Influence of thickness of profile on Uf
2. Wood species
Wood species differentiate among themselves also in thermal conductivity (λ) which is basically dependent on wood density and moisture content. Generally, λ of wood is increasing with increasing of its density at the same wood moisture content. λ of spruce is 0.11 W/mK, larch 0.13 W/mK, meranti 0.15 W/mK and oak 0.18 W/mK. Very good λ has thermally modified TM spruce which is 0.09 W/mK. Consequently, also Uf is changing with the use of different wood species as is presented at following diagram with an example of 92 mm wooden window profile with air insulation cavities (Nature E92).
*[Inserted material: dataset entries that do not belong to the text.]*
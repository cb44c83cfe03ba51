//! Target capability descriptor.

/// Capabilities and layout constants of one compilation target.
///
/// The array header size is a target-wide constant: every global array buffer
/// is prefixed by this much metadata before its element data, and all lowered
/// address computations add it.
#[derive(Debug, Clone, PartialEq, Eq, bon::Builder)]
pub struct Target {
    /// Metadata prefix preceding element data in every global array buffer.
    #[builder(default = 24)]
    pub array_header_bytes: u64,

    /// Whether the packed dot-product-accumulate instruction is available.
    #[builder(default = true)]
    pub supports_dp4a: bool,

    /// Maximum global grid dimensionality.
    #[builder(default = 3)]
    pub max_global_dims: usize,

    /// Maximum local grid dimensionality.
    #[builder(default = 3)]
    pub max_local_dims: usize,

    /// Maximum work-items per group.
    #[builder(default = 1024)]
    pub max_local_size: usize,
}

impl Default for Target {
    fn default() -> Self {
        Self::builder().build()
    }
}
Influence of wood species on Uf of window profile with thickness of 92 mm and insulation air cavities
3. Shape/detail of profile
Even at the same thickness of wooden window profile and use of same wood species, Uf can be different due to the shape and details of window casement or frame, number of seals, position of aluminium rain protection profile, use of insulation air cavities … It is generally recommended that two seals are installed and that aluminium rain protection profile is not in contact with wood and positioned deep in window profile.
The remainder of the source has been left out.